MATERIAL FOR THE TASK:
//! LuvvTapp CLI 客户端
//!
//! 非交互式 CLI：每次执行一个命令，启动控制器、执行操作后退出
//! 状态变化通过监听器输出到日志

use anyhow::Result;
use clap::builder::PossibleValuesParser;
use clap::{Parser, Subcommand, ValueEnum};
use luvvtapp_client_rust::coach::advice::AdviceTopic;
use luvvtapp_client_rust::coach::relationship::{PartnerPreferences, RelationshipForm, RelationshipType};
use luvvtapp_client_rust::coach::session::QuickAction;
use luvvtapp_client_rust::coach::user::{
    OnboardingForm, SelfAssessment, LOVE_LANGUAGES, PERSONALITY_TYPES,
};
use luvvtapp_client_rust::{ClientConfig, CoachClient, CoachListener};
use std::sync::Arc;
use tracing::{error, info, warn};

/// LuvvTapp CLI 客户端
#[derive(Parser, Debug)]
#[command(name = "luvvtapp-cli")]
#[command(about = "LuvvTapp CLI 客户端 - 与恋爱教练对话、管理关系和建议", long_about = None)]
struct Args {
    /// 后端 API 地址
    #[arg(long, env = "API_BASE_URL", default_value = "http://localhost:8000")]
    api_base_url: String,

    /// 本地数据库 URL（保存用户 ID）
    #[arg(long, default_value = "sqlite://luvvtapp.db?mode=rwc")]
    db_url: String,

    /// 日志级别（默认: info,luvvtapp_client_rust=debug）
    #[arg(long, default_value = "info,luvvtapp_client_rust=debug")]
    log_level: String,

    /// 日志文件（追加模式）
    #[arg(long, default_value = "debug.log")]
    log_file: String,

    #[command(subcommand)]
    command: Command,
}

#[derive(Subcommand, Debug)]
enum Command {
    /// 后端健康检查
    Health,
    /// 创建用户资料
    Onboard {
        #[arg(long)]
        name: String,
        #[arg(long)]
        email: String,
        /// MBTI 人格类型
        #[arg(long, value_parser = PossibleValuesParser::new(PERSONALITY_TYPES))]
        personality: Option<String>,
        #[arg(long, value_parser = PossibleValuesParser::new(LOVE_LANGUAGES))]
        love_language: Option<String>,
        #[arg(long)]
        communication_style: Option<String>,
    },
    /// 显示用户资料
    Profile,
    /// 更新自我评估
    Assessment {
        /// MBTI 人格类型
        #[arg(long, value_parser = PossibleValuesParser::new(PERSONALITY_TYPES))]
        personality: Option<String>,
        #[arg(long, value_parser = PossibleValuesParser::new(LOVE_LANGUAGES))]
        love_language: Option<String>,
        #[arg(long)]
        communication_style: Option<String>,
        /// 逗号分隔
        #[arg(long, value_delimiter = ',')]
        strengths: Vec<String>,
        /// 逗号分隔
        #[arg(long, value_delimiter = ',')]
        growth_areas: Vec<String>,
    },
    /// 关系管理
    Relationships {
        #[command(subcommand)]
        command: RelationshipCommand,
    },
    /// 发送聊天消息
    Chat {
        /// 以关系列表中的第 N 个关系为上下文
        #[arg(long, conflicts_with = "session")]
        relationship: Option<usize>,
        /// 继续已有会话
        #[arg(long)]
        session: Option<String>,
        message: String,
    },
    /// 发送快捷提问
    Quick { action: QuickArg },
    /// 会话历史
    Sessions {
        #[command(subcommand)]
        command: SessionCommand,
    },
    /// 主题建议
    Advice {
        #[command(subcommand)]
        command: AdviceCommand,
    },
}

#[derive(Subcommand, Debug)]
enum RelationshipCommand {
    List,
    Add {
        #[arg(long = "type")]
        relationship_type: RelationshipType,
        #[arg(long)]
        name: String,
        /// MBTI 人格类型
        #[arg(long, value_parser = PossibleValuesParser::new(PERSONALITY_TYPES))]
        personality: Option<String>,
        #[arg(long, value_parser = PossibleValuesParser::new(LOVE_LANGUAGES))]
        love_language: Option<String>,
        #[arg(long)]
        communication_style: Option<String>,
        /// 逗号分隔的兴趣
        #[arg(long, default_value = "")]
        interests: String,
        #[arg(long)]
        birthday: Option<String>,
        #[arg(long)]
        anniversary: Option<String>,
    },
}

#[derive(Subcommand, Debug)]
enum SessionCommand {
    List,
    Open { session_id: String },
    Delete { session_id: String },
}

#[derive(Subcommand, Debug)]
enum AdviceCommand {
    List,
    Get {
        advice_id: String,
    },
    Create {
        #[arg(long)]
        topic: AdviceTopic,
        #[arg(long)]
        situation: String,
        /// 关联关系列表中的第 N 个伴侣
        #[arg(long)]
        partner: Option<usize>,
    },
    Delete {
        advice_id: String,
    },
}

#[derive(ValueEnum, Clone, Copy, Debug)]
enum QuickArg {
    Communication,
    DateIdeas,
    Conflict,
}

impl From<QuickArg> for QuickAction {
    fn from(arg: QuickArg) -> Self {
        match arg {
            QuickArg::Communication => QuickAction::CommunicationTips,
            QuickArg::DateIdeas => QuickAction::DateIdeas,
            QuickArg::Conflict => QuickAction::ConflictResolution,
        }
    }
}

/// 初始化日志（同时输出到 stdout 和文件）
fn init_logger(log_level: &str, log_file: &str) -> Result<()> {
    use anyhow::Context;
    use std::fs::OpenOptions;
    use std::io;
    use tracing_subscriber::prelude::*;
    use tracing_subscriber::EnvFilter;

    // 优先使用环境变量 RUST_LOG（如果设置了），否则使用命令行参数
    let filter_layer =
        EnvFilter::try_from_default_env().unwrap_or_else(|_| EnvFilter::new(log_level));

    let file = OpenOptions::new()
        .create(true)
        .append(true)
        .open(log_file)
        .with_context(|| format!("无法创建日志文件 {}", log_file))?;

    let stdout_layer = tracing_subscriber::fmt::layer()
        .with_writer(io::stdout)
        .with_file(true)
        .with_line_number(true)
        .with_target(false)
        .with_ansi(true);

    // 文件不需要颜色
    let file_layer = tracing_subscriber::fmt::layer()
        .with_writer(file)
        .with_file(true)
        .with_line_number(true)
        .with_target(false)
        .with_ansi(false);

    tracing_subscriber::registry()
        .with(filter_layer)
        .with(stdout_layer)
        .with(file_layer)
        .init();

    info!("[CLI] 📝 日志已同时输出到控制台和文件: {}", log_file);
    Ok(())
}

/// 把所有状态变化输出到日志
struct CliListener;

#[async_trait::async_trait]
impl CoachListener for CliListener {
    async fn on_user_changed(&self, user_json: String) {
        info!("[CLI/User] 👤 用户资料: {}", user_json);
    }

    async fn on_relationships_changed(&self, relationships_json: String) {
        info!("[CLI/Relationship] 💕 关系列表: {}", relationships_json);
    }

    async fn on_context_changed(&self, relationship_json: String) {
        info!("[CLI/Chat] 🎯 聊天上下文: {}", relationship_json);
    }

    async fn on_messages_changed(&self, messages_json: String) {
        info!("[CLI/Chat] 💬 对话消息: {}", messages_json);
    }

    async fn on_sessions_changed(&self, sessions_json: String) {
        info!("[CLI/Session] 📚 会话列表: {}", sessions_json);
    }

    async fn on_advice_list_changed(&self, advice_json: String) {
        info!("[CLI/Advice] 📋 建议列表: {}", advice_json);
    }

    async fn on_current_advice_changed(&self, advice_json: String) {
        info!("[CLI/Advice] 📖 当前建议: {}", advice_json);
    }

    async fn on_request_failed(&self, operation: String, error: String) {
        error!("[CLI] ❌ {}失败: {}", operation, error);
    }
}

/// 执行子命令，返回操作是否成功
async fn run(client: &mut CoachClient, command: Command) -> bool {
    match command {
        Command::Health => {
            let healthy = client.check_health().await;
            info!("[CLI] 🔗 后端连接: {}", if healthy { "正常" } else { "异常" });
            healthy
        }
        Command::Onboard {
            name,
            email,
            personality,
            love_language,
            communication_style,
        } => {
            let form = OnboardingForm {
                name,
                email,
                personality_type: personality,
                love_language,
                communication_style,
            };
            client.submit_onboarding(form).await
        }
        Command::Profile => match client.user_profile() {
            Some(profile) => {
                info!("[CLI] 👤 {} <{}>", profile.name, profile.email);
                true
            }
            None => {
                warn!("[CLI] 尚未创建用户资料，请先执行 onboard");
                false
            }
        },
        Command::Assessment {
            personality,
            love_language,
            communication_style,
            strengths,
            growth_areas,
        } => {
            let assessment = SelfAssessment {
                personality_type: personality,
                love_language,
                communication_style,
                strengths,
                growth_areas,
                ..Default::default()
            };
            client.update_self_assessment(assessment).await
        }
        Command::Relationships { command } => match command {
            RelationshipCommand::List => {
                for (i, rel) in client.relationships().iter().enumerate() {
                    info!(
                        "[CLI]   [{}] {} ({})",
                        i,
                        rel.partner_profile.display_name(),
                        rel.relationship_type
                    );
                }
                true
            }
            RelationshipCommand::Add {
                relationship_type,
                name,
                personality,
                love_language,
                communication_style,
                interests,
                birthday,
                anniversary,
            } => {
                let mut form = RelationshipForm::new(relationship_type, name);
                form.personality_type = personality;
                form.love_language = love_language;
                form.communication_style = communication_style;
                form.interests = interests;
                form.preferences = PartnerPreferences {
                    birthday,
                    anniversary,
                    ..Default::default()
                };
                client.add_relationship(form).await
            }
        },
        Command::Chat {
            relationship,
            session,
            message,
        } => {
            if let Some(index) = relationship {
                if !client.select_relationship(index).await {
                    return false;
                }
            }
            if let Some(session_id) = session {
                if !client.open_session(&session_id).await {
                    return false;
                }
            }
            client.send_message(&message).await
        }
        Command::Quick { action } => client.send_quick_action(action.into()).await,
        Command::Sessions { command } => match command {
            SessionCommand::List => {
                for s in client.sessions() {
                    info!(
                        "[CLI]   {} | {} | 更新于: {}",
                        s.session_id,
                        s.context.context_type(),
                        s.updated_at
                            .map(|t| t.to_rfc3339())
                            .unwrap_or_else(|| "-".to_string())
                    );
                }
                true
            }
            SessionCommand::Open { session_id } => client.open_session(&session_id).await,
            SessionCommand::Delete { session_id } => client.delete_session(&session_id).await,
        },
        Command::Advice { command } => match command {
            AdviceCommand::List => {
                for a in client.advice_list() {
                    info!("[CLI]   {} | {} | {}", a.advice_id, a.topic, a.preview);
                }
                true
            }
            AdviceCommand::Get { advice_id } => client.open_advice(&advice_id).await,
            AdviceCommand::Create {
                topic,
                situation,
                partner,
            } => {
                let shown = client.set_advice_situation(&situation).chars().count();
                if shown < situation.chars().count() {
                    warn!("[CLI] 情况描述过长，已截断为 {} 个字符", shown);
                }
                client.set_advice_topic(topic);
                if !client.set_advice_partner(partner) {
                    return false;
                }
                client.submit_advice().await
            }
            AdviceCommand::Delete { advice_id } => client.delete_advice(&advice_id).await,
        },
    }
}

#[tokio::main]
async fn main() -> Result<()> {
    let args = Args::parse();

    init_logger(&args.log_level, &args.log_file)?;

    info!("[CLI] 🚀 LuvvTapp CLI 客户端");
    info!("[CLI] 🌐 API地址: {}", args.api_base_url);

    let config = ClientConfig::new()
        .with_api_base_url(args.api_base_url)
        .with_db_url(args.db_url);
    let mut client = CoachClient::new(config).await?;
    client.set_listener(Arc::new(CliListener));

    // 健康检查不需要用户资料
    let needs_user = !matches!(args.command, Command::Health);
    if needs_user && !client.bootstrap().await {
        return Err(anyhow::anyhow!("启动失败：无法获取用户资料"));
    }

    if run(&mut client, args.command).await {
        info!("[CLI] ✅ 完成");
    } else {
        warn!("[CLI] ⚠️ 操作未完成");
    }
    Ok(())
}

INSTRUCTIONS FOR THE TASK:
When a line of the records holds the word "operation", copy that line.

TASK OUTPUT:
    async fn on_request_failed(&self, operation: String, error: String) {
        error!("[CLI] ❌ {}失败: {}", operation, error);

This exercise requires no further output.